Getting right into it, The Zodiac Age is a hefty package for the price. For the first time, Western players are introduced to 2007’s International Zodiac Job System version of the game – a re-release that saw a number of additions and improvements when it launched on the PlayStation 2. The Job System adds a collection of twelve different roles to choose from, with each character capable of rolling up to two jobs during the course of the game.
Jobs familiar to the Final Fantasy pantheon such as White Mage, Knight, Machinist, Monk, Black Mage are all here and each have their own license board – drifting far from the original’s concepts of shared abilities. For example, the Bushi job class uses katanas and stays strict to light physical attacks while the the Red Battlemage has a diverse number of status element-based magical spells at their disposal. Once you choose a job for each character, you’re locked in so be sure to choose wisely.
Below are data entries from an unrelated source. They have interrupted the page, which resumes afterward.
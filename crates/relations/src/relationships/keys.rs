//! Key Resolver - resolves explicit or convention-derived relation keys
//!
//! Every lookup checks that the attribute is declared on the model that is
//! supposed to carry it, so a schema mismatch fails when the relation boots
//! and never at query time.

use serde_json::Value;

use super::metadata::KeyPair;
use crate::error::{ModelError, ModelResult};
use crate::model::{ModelInstance, ModelSchema};
use crate::value::KeyValue;

/// Resolve a local key on `model`, failing with `MissingLocalKey`
pub fn resolve_local_key(
    model: &ModelSchema,
    relation: &str,
    explicit: Option<&str>,
    default: &str,
) -> ModelResult<KeyPair> {
    let attribute = explicit.unwrap_or(default);
    model
        .column_for(attribute)
        .map(|column| KeyPair::new(attribute, column))
        .ok_or_else(|| ModelError::MissingLocalKey {
            model: model.name().to_string(),
            relation: relation.to_string(),
            key: attribute.to_string(),
        })
}

/// Resolve a foreign key on `model`, failing with `MissingForeignKey`
pub fn resolve_foreign_key(
    model: &ModelSchema,
    relation: &str,
    explicit: Option<&str>,
    default: &str,
) -> ModelResult<KeyPair> {
    let attribute = explicit.unwrap_or(default);
    model
        .column_for(attribute)
        .map(|column| KeyPair::new(attribute, column))
        .ok_or_else(|| ModelError::MissingForeignKey {
            model: model.name().to_string(),
            relation: relation.to_string(),
            key: attribute.to_string(),
        })
}

/// Read a parent's key value.
///
/// An attribute that was never loaded fails with `MissingLocalKeyValue`. A
/// `null` value resolves to `None`, which scopes the query to no rows.
pub fn parent_key_value(
    parent: &ModelInstance,
    relation: &str,
    key: &KeyPair,
) -> ModelResult<Option<KeyValue>> {
    match parent.attribute(&key.attribute) {
        Some(value) => Ok(KeyValue::from_json(value)),
        None => Err(ModelError::MissingLocalKeyValue {
            model: parent.model_name().to_string(),
            relation: relation.to_string(),
            key: key.attribute.clone(),
        }),
    }
}

/// One key value per parent, in parent order; `None` for a null key.
///
/// Fails on the first parent without the key attribute.
pub fn batch_key_values(
    parents: &[ModelInstance],
    relation: &str,
    key: &KeyPair,
) -> ModelResult<Vec<Option<KeyValue>>> {
    parents
        .iter()
        .map(|parent| parent_key_value(parent, relation, key))
        .collect()
}

/// Distinct non-null keys of a batch as bindings, in first-seen order
pub(crate) fn distinct_bindings(keys: &[Option<KeyValue>]) -> Vec<Value> {
    let mut seen = std::collections::HashSet::new();
    keys.iter()
        .flatten()
        .filter(|key| seen.insert((*key).clone()))
        .map(KeyValue::to_json)
        .collect()
}

#[cfg(test)]
mod tests {
    use super::*;
    use serde_json::json;

    fn user_schema() -> ModelSchema {
        ModelSchema::builder("User")
            .columns(["id", "email"])
            .build()
            .unwrap()
    }

    #[test]
    fn test_local_key_defaults_and_adapter_column() {
        let schema = ModelSchema::builder("Post")
            .columns(["id", "userId"])
            .build()
            .unwrap();

        let key = resolve_foreign_key(&schema, "posts", None, "userId").unwrap();
        assert_eq!(key, KeyPair::new("userId", "user_id"));
    }

    #[test]
    fn test_missing_local_key_names_model() {
        let err = resolve_local_key(&user_schema(), "posts", Some("uuid"), "id").unwrap_err();
        assert_eq!(
            err,
            ModelError::MissingLocalKey {
                model: "User".to_string(),
                relation: "posts".to_string(),
                key: "uuid".to_string(),
            }
        );
    }

    #[test]
    fn test_parent_key_value_distinguishes_null_from_absent() {
        let schema = user_schema();
        let key = KeyPair::new("id", "id");

        let with_null = ModelInstance::from_attributes(&schema, json!({"id": null}));
        assert_eq!(parent_key_value(&with_null, "posts", &key).unwrap(), None);

        let without = ModelInstance::from_attributes(&schema, json!({"email": "a@b.c"}));
        assert!(matches!(
            parent_key_value(&without, "posts", &key),
            Err(ModelError::MissingLocalKeyValue { .. })
        ));
    }

    #[test]
    fn test_batch_key_values_keep_one_slot_per_parent() {
        let schema = user_schema();
        let key = KeyPair::new("id", "id");
        let parents: Vec<ModelInstance> = [json!({"id": 1}), json!({"id": null}), json!({"id": 1})]
            .into_iter()
            .map(|attributes| ModelInstance::from_attributes(&schema, attributes))
            .collect();

        let keys = batch_key_values(&parents, "posts", &key).unwrap();
        assert_eq!(keys, vec![Some(KeyValue::from(1)), None, Some(KeyValue::from(1))]);
    }

    #[test]
    fn test_distinct_bindings_skip_nulls_and_duplicates() {
        let keys = vec![Some(KeyValue::from(1)), None, Some(KeyValue::from(2)), Some(KeyValue::from(1))];
        assert_eq!(distinct_bindings(&keys), vec![json!(1), json!(2)]);
    }
}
The Zodiac Age also brings several features to the table – many of which enhance the gameplay experience for both old and new players alike. Two of the best additions include an enhanced map feature and speed mode. The enhanced map throws up a transparent overly of itself by simply pressing R3, negating the need to navigate to the menu every time you wish to view your location. By pressing L1 you can activate speed mode, which dials up your characters’ movement speed by quite a bit. These features in particular make traversing terrain and dungeons all the more convenient.
Another highlight available in The Zodiac Age is a separate Trial Mode of sorts. Here you’ll take your party and fight through 100 floors using a number of tactics and abilities along the way. The kicker is you can bring items obtained from here into the main game so for those looking for a challenge or more loot, Trial Mode should be right up your alley.
The meat of the game comes in various other improvements typical of a HD remaster. Revamped visuals bring forth updated textures, advanced lighting and other effects benefited from the PlayStation 4 hardware. Quite honestly, The Zodiac Age represents one of the most solid remasters to date. It’s easy to see where the original’s focus on art direction and textures over polygons carried over and allowed the game to shine in today’s world of hyper-realism.
The presentation is further boosted by high quality audio – the likes of which paints a stark contrast to the original’s muffled voice work. The Zodiac Age offers up a massive improvement, boasting clearer voice quality, sound effects and music. The music itself has seen a change as well with the option to switch between the classic score and a fully orchestrated version exclusive to the remaster.
Other gameplay ticks of note include modern sensibilities such as auto-saving, faster load times and the ability to control guest party members and summons. The Zodiac Age is truly the definitive version in every sense.
As for the game itself, it’s every bit of a joy that I remember. Moving away from turn-based battled into a more dynamic-but-not-quite action RPG system, FFXII is a very technical game in every sense of the word.
You’ll find yourself messing about in menus to set up the game’s Gambit System – a set of commands you can “program” for each party member action. It’s these MMORPG sensibilities that allow for a complex, but at the same time, streamlined battle experience. Of course, you’re not beholden to these. You can also manually select your actions and targets in the menu normally if you so wish. Slight downsides come from the lack of shared party EXP gain and guest characters lacking the amount of oomph they had previously.
The story is a more subjective affair. While The Zodiac Age doesn’t present new story content, it remains a story somewhat a-typical of the Final Fantasy series. Here you’re taking more of a back seat as you join Ashe, the orphaned princess of Dalmasca, as she struggles to return freedom to her homeland. It’s a more mature story – devoid of the typical melodrama found in a lot of RPGs – and that’s part of its strengths. It’s just a shame that its strong start doesn’t fully make it to the end of the long journey.
The narrative’s downfall, however, is made up by a solid localization. The voice cast remains some of the best in the series and the rest of the script is the absolute pinnacle of quality yet to be matched by its single-player predecessors.
Regardless, if you shied away from the game before, this is the perfect opportunity to jump back in for another go at a well-crafted and beautiful single-player experience. I’ve always felt Final Fantasy XII was a game ahead of its time and The Zodiac Age proves in many ways it still is.
Disclaimer: A PlayStation 4 (digital) version of Final Fantasy XII: The Zodiac Age was provided to Nova Crystallis by Square Enix for review.